Want to Make Your Own App? Go to a -Thon | Food and Nutrition Magazine| | The Feed Blog

Article author photo. Catherine Frederico, MS, RDN, LDN This featured post is by Catherine Frederico, MS, RDN, LDN.

Building a nutrition app isn't something anyone can do alone. Computer programming and app creation is a complex and costly business. Most of the time, you need a team that includes a coding programmer, a graphic artist, a business manager and a subject matter expert.

If you've got an idea for an app and are interested in taking the next step, I recommend attending a tech meet-up in your area. These are known by many names: hack-a-thons, game-a-thons, code-a-thons or challenges, to name a few. Look for an event sponsored by a college or university, a digital health group, a government institution or non-governmental organization.

I got my start making apps at a USDA game-a-thon in 2010. Members of the International Game Developer's Association gathered in cities around the country to volunteer their time in creating computer nutrition games. Later, a student helped me code my food game into a smartphone app.

Hack-a-thon Tips for Beginners

Before the event, read the fine print. Do you maintain rights to your work? Also, be aware that without signed non-disclosure agreements, you may be letting other participants learn about your projects — even if you want your ideas kept private.

In addition to your computer and app content materials, bring plenty of paper, pens and business cards. A hack-a-thon is not the time to be shy. After checking in, there is usually a welcome and introduction by the organizer and sponsors. Then, attendees are encouraged to approach the microphone and, in a minute or two, introduce themselves and their projects and explain what type of team they're looking for. After the introductions, sponsors answer questions about their product application program interfaces. Then, attendees circulate and start forming groups. This is your chance to assemble your team of experts, too.

Roles of a Hack-a-thon Team

Some teams and coders already have ideas and products that they want to develop on their own. Others are looking to join another team, or create a brand new team. The two main roles on a hack-a-thon team are the content experts and the coders. Here is what each member is responsible for:

  • Content Expert
    On a nutrition app, this is the registered dietitian nutritionist or other health expert. The team is depending on your nutrition expertise. You might even be on two or more teams at the hack-a-thon. Health experts are not expected to code, but may be asked to work with software that generates HTML code that can be easily shared with the programmer for the app.
  • The Programmer
    This individual typically needs to be able to incorporate one or more sponsor APIs into the app to meet contest requirements.

After your team is assembled you'll have anywhere from one to three days to complete your project. Then, you'll be judged based on specific criteria established by the event sponsors.

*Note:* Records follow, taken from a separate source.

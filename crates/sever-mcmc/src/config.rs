//! Configuration schema for the Metropolis-Hastings sampler.

use serde::{Deserialize, Serialize};

/// Which Metropolis variant the sampler runs.
#[derive(Debug, Clone, Copy, PartialEq, Eq, Serialize, Deserialize)]
#[serde(rename_all = "snake_case")]
pub enum MhMethod {
    /// Fixed isotropic-Gaussian proposal scale.
    MetropolisHastings,
    /// Proposal scale derived from the empirical variance of past samples.
    AdaptiveMetropolis,
    /// Declared but not implemented by this component; `sample` returns `NotImplemented`.
    Gibbs,
    /// Declared but not implemented by this component; `sample` returns `NotImplemented`.
    Hamiltonian,
    /// Declared but not implemented by this component; `sample` returns `NotImplemented`.
    Nuts,
    /// Declared but not implemented by this component; `sample` returns `NotImplemented`.
    Slice,
}

/// Configuration for [`crate::kernel::MhSampler`], per spec §4.E's table.
/// Every field carries its own `#[serde(default = "...")]` (matching
/// `asm_mcmc::config::RunConfig`'s per-field default-function pattern)
/// so a caller may supply a partial configuration.
#[derive(Debug, Clone, Serialize, Deserialize)]
pub struct MhConfig {
    /// Which sampling method to run.
    #[serde(default = "default_method")]
    pub method: MhMethod,
    /// Samples retained after burn-in.
    #[serde(default = "default_num_samples")]
    pub num_samples: usize,
    /// Discarded initial iterations.
    #[serde(default = "default_burnin")]
    pub burnin: usize,
    /// Keep every `thin`-th sample after burn-in.
    #[serde(default = "default_thin")]
    pub thin: usize,
    /// Initial proposal scale.
    #[serde(default = "default_step_size")]
    pub step_size: f64,
    /// Target acceptance rate used by step-size adaptation.
    #[serde(default = "default_target_accept_rate")]
    pub target_accept_rate: f64,
    /// Whether to adapt `step_size` during burn-in.
    #[serde(default = "default_adapt_step_size")]
    pub adapt_step_size: bool,
    /// Number of independent chains.
    #[serde(default = "default_parallel_chains")]
    pub parallel_chains: usize,
    /// PRNG seed; `None` derives one from the current time.
    #[serde(default)]
    pub seed: Option<u64>,
}

fn default_method() -> MhMethod {
    MhMethod::MetropolisHastings
}

fn default_num_samples() -> usize {
    1000
}

fn default_burnin() -> usize {
    100
}

fn default_thin() -> usize {
    1
}

fn default_step_size() -> f64 {
    0.1
}

fn default_target_accept_rate() -> f64 {
    0.234
}

fn default_adapt_step_size() -> bool {
    true
}

fn default_parallel_chains() -> usize {
    1
}

impl Default for MhConfig {
    fn default() -> Self {
        Self {
            method: default_method(),
            num_samples: default_num_samples(),
            burnin: default_burnin(),
            thin: default_thin(),
            step_size: default_step_size(),
            target_accept_rate: default_target_accept_rate(),
            adapt_step_size: default_adapt_step_size(),
            parallel_chains: default_parallel_chains(),
            seed: None,
        }
    }
}

#[cfg(test)]
mod tests {
    use super::*;

    #[test]
    fn default_matches_spec_table() {
        let cfg = MhConfig::default();
        assert_eq!(cfg.method, MhMethod::MetropolisHastings);
        assert_eq!(cfg.num_samples, 1000);
        assert_eq!(cfg.burnin, 100);
        assert_eq!(cfg.thin, 1);
        assert_eq!(cfg.step_size, 0.1);
        assert_eq!(cfg.target_accept_rate, 0.234);
        assert!(cfg.adapt_step_size);
        assert_eq!(cfg.parallel_chains, 1);
        assert_eq!(cfg.seed, None);
    }

    #[test]
    fn partial_json_fills_remaining_defaults() {
        let json = r#"{"num_samples": 5000, "seed": 42}"#;
        let cfg: MhConfig = serde_json::from_str(json).unwrap();
        assert_eq!(cfg.num_samples, 5000);
        assert_eq!(cfg.seed, Some(42));
        assert_eq!(cfg.burnin, 100);
        assert_eq!(cfg.step_size, 0.1);
    }
}
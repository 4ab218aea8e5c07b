use indexmap::IndexMap;
use sever_diag::{export_trace_csv, gelman_rubin};
use sever_mcmc::{MhConfig, MhSampler};

fn standard_normal_logp(params: &IndexMap<String, f64>, _ctx: &()) -> f64 {
    let x = params["x"];
    -0.5 * x * x
}

fn run_chain(seed: u64) -> MhSampler {
    let config = MhConfig {
        num_samples: 1000,
        burnin: 500,
        step_size: 1.0,
        seed: Some(seed),
        ..MhConfig::default()
    };
    let mut sampler = MhSampler::new(config);
    sampler.init_parameter("x", 0.0);
    sampler.sample(standard_normal_logp, &()).unwrap();
    sampler
}

#[test]
fn scenario_s4_gelman_rubin_on_two_rwm_chains() {
    let chain_a = run_chain(1);
    let chain_b = run_chain(2);
    let trace_a = chain_a.get_trace("x").unwrap();
    let trace_b = chain_b.get_trace("x").unwrap();

    let rhat = gelman_rubin(&[trace_a, trace_b]).unwrap();
    assert!(rhat < 1.1, "rhat={rhat}");
}

#[test]
fn exported_csv_from_a_finished_sampler_round_trips_through_a_file() {
    let chain = run_chain(42);
    let mut traces = IndexMap::new();
    traces.insert("x".to_string(), chain.get_trace("x").unwrap().clone());

    let dir = tempfile::tempdir().unwrap();
    let path = dir.path().join("trace.csv");
    let file = std::fs::File::create(&path).unwrap();
    export_trace_csv(&traces, file).unwrap();

    let contents = std::fs::read_to_string(&path).unwrap();
    assert_eq!(contents.lines().next().unwrap(), "iteration,x,log_prob,accepted");
    assert_eq!(contents.lines().count(), 1 + chain.get_trace("x").unwrap().len());
}
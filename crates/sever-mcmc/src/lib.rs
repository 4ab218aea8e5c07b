#![deny(missing_docs)]
//! Metropolis-Hastings / adaptive-Metropolis MCMC sampler for Sever.

/// Per-parameter bound enforcement.
pub mod bounds;
/// Sampler configuration schema.
pub mod config;
/// Deterministic per-chain seed derivation.
pub mod determinism;
/// The sampling kernel itself.
pub mod kernel;
/// Per-parameter trace and derived statistics.
pub mod trace;

pub use bounds::ParameterBounds;
pub use config::{MhConfig, MhMethod};
pub use determinism::chain_seed;
pub use kernel::{run_chains, MhSampler};
pub use trace::{ParameterStats, ParameterTrace, TraceEntry};
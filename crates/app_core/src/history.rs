//! Recently served directories

use std::fs;
use std::path::{Path, PathBuf};

/// Plain-text list of served directories, most recent first
///
/// Failures are never fatal: a broken history file must not stop the server.
#[derive(Debug, Clone)]
pub struct RecentDirectories {
    path: PathBuf,
}

impl RecentDirectories {
    pub fn new<P: Into<PathBuf>>(path: P) -> Self {
        Self { path: path.into() }
    }

    pub fn path(&self) -> &Path {
        &self.path
    }

    /// Read the list; a missing or unreadable file is an empty list
    pub fn load(&self) -> Vec<PathBuf> {
        match fs::read_to_string(&self.path) {
            Ok(content) => content
                .lines()
                .map(str::trim)
                .filter(|line| !line.is_empty())
                .map(PathBuf::from)
                .collect(),
            Err(e) => {
                tracing::debug!("No recent directories at {}: {}", self.path.display(), e);
                Vec::new()
            }
        }
    }

    /// Move `dir` to the front of the list
    pub fn record(&self, dir: &Path) {
        let dir = dir.canonicalize().unwrap_or_else(|_| dir.to_path_buf());

        let mut entries = self.load();
        entries.retain(|entry| entry != &dir);
        entries.insert(0, dir);

        if let Err(e) = self.write(&entries) {
            tracing::debug!("Failed to write recent directories: {}", e);
        }
    }

    fn write(&self, entries: &[PathBuf]) -> std::io::Result<()> {
        if let Some(parent) = self.path.parent() {
            fs::create_dir_all(parent)?;
        }

        let mut content = String::new();
        for entry in entries {
            content.push_str(&entry.to_string_lossy());
            content.push('\n');
        }
        fs::write(&self.path, content)
    }
}
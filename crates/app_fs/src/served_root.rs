//! ServedRoot - containment-checked resolution of client supplied paths
//!
//! Every path that arrives over HTTP goes through [`ServedRoot::resolve`]
//! before the file system is touched. Resolution happens twice:
//! - lexically, so `..` can never climb above the root and absolute paths are refused
//! - after canonicalization, so symlinks cannot lead outside the root or into a
//!   reserved subtree

use crate::media::is_reserved;
use crate::{FsError, Result};
use std::io::ErrorKind;
use std::path::{Component, Path, PathBuf};

/// Canonical directory that the gallery serves
#[derive(Debug, Clone)]
pub struct ServedRoot {
    root: PathBuf,
}

/// A path proven to live inside the served root
#[derive(Debug, Clone, PartialEq, Eq)]
pub struct ResolvedPath {
    absolute: PathBuf,
    relative: PathBuf,
}

impl ResolvedPath {
    /// Canonical absolute path
    pub fn absolute(&self) -> &Path {
        &self.absolute
    }

    /// Path relative to the served root, after symlink resolution
    pub fn relative(&self) -> &Path {
        &self.relative
    }

    pub fn is_file(&self) -> bool {
        self.absolute.is_file()
    }
}

impl ServedRoot {
    /// Canonicalize and validate the served directory
    pub fn new<P: AsRef<Path>>(root: P) -> Result<Self> {
        let root = root.as_ref();
        let canonical = root.canonicalize().map_err(|e| match e.kind() {
            ErrorKind::NotFound => FsError::NotFound(root.display().to_string()),
            _ => FsError::Io(e),
        })?;

        if !canonical.is_dir() {
            return Err(FsError::InvalidRoot(canonical.display().to_string()));
        }

        Ok(Self { root: canonical })
    }

    pub fn path(&self) -> &Path {
        &self.root
    }

    /// Resolve a client supplied relative path
    ///
    /// Fails with `PathEscape` for anything outside the root or inside a
    /// reserved subtree, and with `NotFound` when nothing exists there.
    pub fn resolve(&self, requested: &str) -> Result<ResolvedPath> {
        let lexical = normalize_relative(requested)?;

        if is_reserved(&lexical) {
            return Err(FsError::PathEscape(requested.to_string()));
        }

        let absolute = self.root.join(&lexical).canonicalize().map_err(|e| match e.kind() {
            ErrorKind::NotFound => FsError::NotFound(requested.to_string()),
            _ => FsError::Io(e),
        })?;

        let relative = absolute
            .strip_prefix(&self.root)
            .map_err(|_| FsError::PathEscape(requested.to_string()))?
            .to_path_buf();

        if is_reserved(&relative) {
            return Err(FsError::PathEscape(requested.to_string()));
        }

        Ok(ResolvedPath { absolute, relative })
    }

    /// Resolve and require a regular file
    pub fn resolve_file(&self, requested: &str) -> Result<ResolvedPath> {
        let resolved = self.resolve(requested)?;
        if !resolved.is_file() {
            return Err(FsError::NotFound(requested.to_string()));
        }
        Ok(resolved)
    }
}

/// Collapse `.` and `..` without touching the file system
fn normalize_relative(requested: &str) -> Result<PathBuf> {
    if requested.contains('\0') {
        return Err(FsError::PathEscape(requested.to_string()));
    }

    let mut normalized = PathBuf::new();

    for component in Path::new(requested).components() {
        match component {
            Component::Normal(part) => normalized.push(part),
            Component::CurDir => {}
            Component::ParentDir => {
                if !normalized.pop() {
                    return Err(FsError::PathEscape(requested.to_string()));
                }
            }
            Component::RootDir | Component::Prefix(_) => {
                return Err(FsError::PathEscape(requested.to_string()));
            }
        }
    }

    Ok(normalized)
}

Be aware of the established deadline. Don't forget to reserve plenty of time to prepare a demo and slide presentation of your work. Assign team members to present on their expertise and answer questions from the judging panel.

Competition can be stiff, but even if you don’t take home top honors or prize money, you will be rewarded with meeting wonderful, talented, helpful, interesting people, with the chance of continuing your collaboration to perfect your project. Hack-a-thons are fun, win-win activities that can start you on a new business path.


Catherine Frederico, MS, RDN, LDN, is a noted author, speaker and health app developer specializing in nutrition technology. She is chair of the Academy of Nutrition and Dietetics' Consumer Health Informatics Work Group for the Nutrition Informatics Committee.